Exercise data: Begin
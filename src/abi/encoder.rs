//! Interrupt-driven ABI quadrature encoder

use core::cell::RefCell;

use critical_section::Mutex;
use embedded_hal::digital::InputPin;
use portable_atomic::{AtomicBool, AtomicI64, AtomicU16, AtomicU32, AtomicUsize, Ordering};

use super::{
    config::{Config, Polarity},
    decoder::{Phase, PhaseTracker, Transition},
    notify::{EdgeHandler, EdgeInterrupt, EdgeSink, Line},
};
use crate::error::Error;

/// Pins and decode state, only touched inside a critical section
struct Lines<A, B> {
    pin_a: A,
    pin_b: B,
    polarity: Polarity,
    tracker: PhaseTracker,
}

impl<A, B, E> Lines<A, B>
where
    A: InputPin<Error = E>,
    B: InputPin<Error = E>,
{
    fn read_a(&mut self) -> Result<bool, E> {
        Ok(self.polarity.apply(self.pin_a.is_high()?))
    }

    fn read_b(&mut self) -> Result<bool, E> {
        Ok(self.polarity.apply(self.pin_b.is_high()?))
    }

    fn read_both(&mut self) -> Result<(bool, bool), Error<E>> {
        let a = self.read_a().map_err(Error::Communication)?;
        let b = self.read_b().map_err(Error::Communication)?;
        Ok((a, b))
    }

    /// Re-sample `line` and decode. A failed read keeps the stored level.
    fn sample(&mut self, line: Line) -> Transition {
        let (a, b) = self.tracker.levels();
        match line {
            Line::A => {
                let level = self.read_a().unwrap_or_else(|_| {
                    #[cfg(feature = "defmt")]
                    defmt::warn!("Failed to sample line A");
                    a
                });
                self.tracker.set_a(level)
            }
            Line::B => {
                let level = self.read_b().unwrap_or_else(|_| {
                    #[cfg(feature = "defmt")]
                    defmt::warn!("Failed to sample line B");
                    b
                });
                self.tracker.set_b(level)
            }
        }
    }
}

/// Decrements the in-flight counter when a handler returns
struct InFlight<'a>(&'a AtomicUsize);

impl<'a> InFlight<'a> {
    fn enter(counter: &'a AtomicUsize) -> Self {
        counter.fetch_add(1, Ordering::SeqCst);
        Self(counter)
    }
}

impl Drop for InFlight<'_> {
    fn drop(&mut self) {
        self.0.fetch_sub(1, Ordering::SeqCst);
    }
}

/// Software quadrature decoder fed by pin-change notifications
///
/// All methods take `&self`, so an encoder can live in a `static` (or a
/// `StaticCell`) and be shared between the edge interrupt handlers and the
/// foreground code. The handlers run the whole transition under one critical
/// section; [`count`](Self::count) is a lock-free atomic load.
pub struct AbiEncoder<A, B> {
    lines: Mutex<RefCell<Lines<A, B>>>,
    count: AtomicI64,
    invalid: AtomicU32,
    steps_per_revolution: AtomicU16,
    enabled: AtomicBool,
    in_flight: AtomicUsize,
}

impl<A, B, E> AbiEncoder<A, B>
where
    A: InputPin<Error = E>,
    B: InputPin<Error = E>,
{
    /// Create an encoder and seed its phase from the current line levels
    ///
    /// The encoder accepts notifications immediately; wire the pins to their
    /// edge interrupts with [`attach`](Self::attach) or call
    /// [`on_a_changed`](Self::on_a_changed) / [`on_b_changed`](Self::on_b_changed)
    /// from existing handlers.
    ///
    /// # Errors
    ///
    /// Returns an error if `config.steps_per_revolution` is zero or a pin
    /// cannot be read
    pub fn new(pin_a: A, pin_b: B, config: Config) -> Result<Self, Error<E>> {
        if config.steps_per_revolution == 0 {
            return Err(Error::ZeroStepsPerRevolution);
        }

        let mut lines = Lines {
            pin_a,
            pin_b,
            polarity: config.polarity,
            tracker: PhaseTracker::new(false, false),
        };
        let (a, b) = lines.read_both()?;
        lines.tracker.reseed(a, b);

        #[cfg(feature = "defmt")]
        defmt::debug!("ABI encoder seeded at phase {}", lines.tracker.phase());

        Ok(Self {
            lines: Mutex::new(RefCell::new(lines)),
            count: AtomicI64::new(0),
            invalid: AtomicU32::new(0),
            steps_per_revolution: AtomicU16::new(config.steps_per_revolution),
            enabled: AtomicBool::new(true),
            in_flight: AtomicUsize::new(0),
        })
    }

    /// Release the input pins, consuming the encoder
    pub fn release(self) -> (A, B) {
        let lines = self.lines.into_inner().into_inner();
        (lines.pin_a, lines.pin_b)
    }

    /// Edge notification for line A (any change)
    pub fn on_a_changed(&self) -> Transition {
        self.on_edge(Line::A)
    }

    /// Edge notification for line B (any change)
    pub fn on_b_changed(&self) -> Transition {
        self.on_edge(Line::B)
    }

    /// Re-sample `line` and apply the resulting transition
    ///
    /// Never panics and never blocks. Returns [`Transition::NoMovement`]
    /// without touching the pins once the encoder is detached.
    pub fn on_edge(&self, line: Line) -> Transition {
        let _guard = InFlight::enter(&self.in_flight);
        if !self.enabled.load(Ordering::SeqCst) {
            return Transition::NoMovement;
        }

        critical_section::with(|cs| {
            let transition = self.lines.borrow_ref_mut(cs).sample(line);
            self.apply(transition);
            transition
        })
    }

    /// Sample both lines and apply the resulting transition
    ///
    /// For polled operation, or to catch up after a suspected missed edge.
    /// Only this path can observe both lines changing at once, which is
    /// counted as an invalid transition.
    ///
    /// # Errors
    ///
    /// Returns an error if a pin cannot be read; the state is left untouched
    pub fn poll(&self) -> Result<Transition, Error<E>> {
        critical_section::with(|cs| -> Result<Transition, Error<E>> {
            let mut lines = self.lines.borrow_ref_mut(cs);
            let (a, b) = lines.read_both()?;
            let transition = lines.tracker.set_levels(a, b);
            self.apply(transition);
            Ok(transition)
        })
    }

    /// Update the counters; called inside the critical section
    fn apply(&self, transition: Transition) {
        match transition {
            Transition::Forward | Transition::Reverse => {
                self.count.fetch_add(transition.step(), Ordering::Relaxed);
            }
            Transition::Invalid => {
                self.invalid.fetch_add(1, Ordering::Relaxed);
                #[cfg(feature = "defmt")]
                defmt::debug!("Invalid quadrature transition");
            }
            Transition::NoMovement => {}
        }
    }

    /// Accumulated signed step count
    #[must_use]
    pub fn count(&self) -> i64 {
        self.count.load(Ordering::Relaxed)
    }

    /// Number of transitions rejected because both lines changed at once
    ///
    /// A rising value points at missed edges, glitches or bouncing contacts.
    #[must_use]
    pub fn invalid_transitions(&self) -> u32 {
        self.invalid.load(Ordering::Relaxed)
    }

    /// Phase decoded from the most recent sample
    #[must_use]
    pub fn phase(&self) -> Phase {
        critical_section::with(|cs| self.lines.borrow_ref(cs).tracker.phase())
    }

    #[must_use]
    pub fn steps_per_revolution(&self) -> u16 {
        self.steps_per_revolution.load(Ordering::Relaxed)
    }

    /// Change the scaling used by [`related_turns`](Self::related_turns)
    ///
    /// # Errors
    ///
    /// Returns [`Error::ZeroStepsPerRevolution`] for zero; the previous value
    /// is kept
    pub fn set_steps_per_revolution(&self, steps: u16) -> Result<(), Error<E>> {
        if steps == 0 {
            return Err(Error::ZeroStepsPerRevolution);
        }
        self.steps_per_revolution.store(steps, Ordering::Relaxed);
        Ok(())
    }

    /// Count expressed in revolutions
    #[allow(clippy::cast_precision_loss, clippy::cast_possible_truncation)]
    #[must_use]
    pub fn related_turns(&self) -> f32 {
        (self.count() as f64 / f64::from(self.steps_per_revolution())) as f32
    }

    /// Zero the count and re-seed the phase from a fresh sample
    ///
    /// Both happen in one critical section so the next edge is decoded
    /// against the current line levels.
    ///
    /// # Errors
    ///
    /// Returns an error if a pin cannot be read; the state is left untouched
    pub fn reset(&self) -> Result<(), Error<E>> {
        critical_section::with(|cs| -> Result<(), Error<E>> {
            let mut lines = self.lines.borrow_ref_mut(cs);
            let (a, b) = lines.read_both()?;
            lines.tracker.reseed(a, b);
            self.count.store(0, Ordering::Relaxed);
            self.invalid.store(0, Ordering::Relaxed);
            Ok(())
        })
    }

    /// Re-seed the phase and start listening for edges on both lines
    ///
    /// The count is kept; movement while detached is not recovered.
    ///
    /// # Errors
    ///
    /// Returns an error if a pin cannot be read; no source is armed then
    pub fn attach<IA, IB>(&self, irq_a: &mut IA, irq_b: &mut IB) -> Result<(), Error<E>>
    where
        IA: EdgeInterrupt,
        IB: EdgeInterrupt,
    {
        critical_section::with(|cs| -> Result<(), Error<E>> {
            let mut lines = self.lines.borrow_ref_mut(cs);
            let (a, b) = lines.read_both()?;
            lines.tracker.reseed(a, b);
            Ok(())
        })?;

        self.enabled.store(true, Ordering::SeqCst);
        irq_a.listen_any_edge();
        irq_b.listen_any_edge();
        Ok(())
    }

    /// Stop listening and wait until no notification is being handled
    ///
    /// Must not be called from an interrupt that can preempt the edge
    /// handlers, or the wait never finishes.
    pub fn detach<IA, IB>(&self, irq_a: &mut IA, irq_b: &mut IB)
    where
        IA: EdgeInterrupt,
        IB: EdgeInterrupt,
    {
        irq_a.unlisten();
        irq_b.unlisten();
        self.enabled.store(false, Ordering::SeqCst);

        while self.in_flight.load(Ordering::SeqCst) != 0 {
            core::hint::spin_loop();
        }

        #[cfg(feature = "defmt")]
        defmt::debug!("ABI encoder detached at count {}", self.count());
    }

    /// Whether notifications are currently being decoded
    #[must_use]
    pub fn is_attached(&self) -> bool {
        self.enabled.load(Ordering::SeqCst)
    }
}

impl<A, B, E> AbiEncoder<A, B>
where
    A: InputPin<Error = E> + Send,
    B: InputPin<Error = E> + Send,
{
    /// Bind a notification for `line` to this encoder
    #[must_use]
    pub fn handler(&self, line: Line) -> EdgeHandler<'_> {
        EdgeHandler::new(self, line)
    }
}

impl<A, B, E> EdgeSink for AbiEncoder<A, B>
where
    A: InputPin<Error = E> + Send,
    B: InputPin<Error = E> + Send,
{
    fn on_edge(&self, line: Line) {
        match line {
            Line::A => self.on_a_changed(),
            Line::B => self.on_b_changed(),
        };
    }
}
Exercise data: End
What you are asked to do →
I need every line from the material that contains the word "RefCell".

Answer to this problem →
use core::cell::RefCell;
    lines: Mutex<RefCell<Lines<A, B>>>,
            lines: Mutex::new(RefCell::new(lines)),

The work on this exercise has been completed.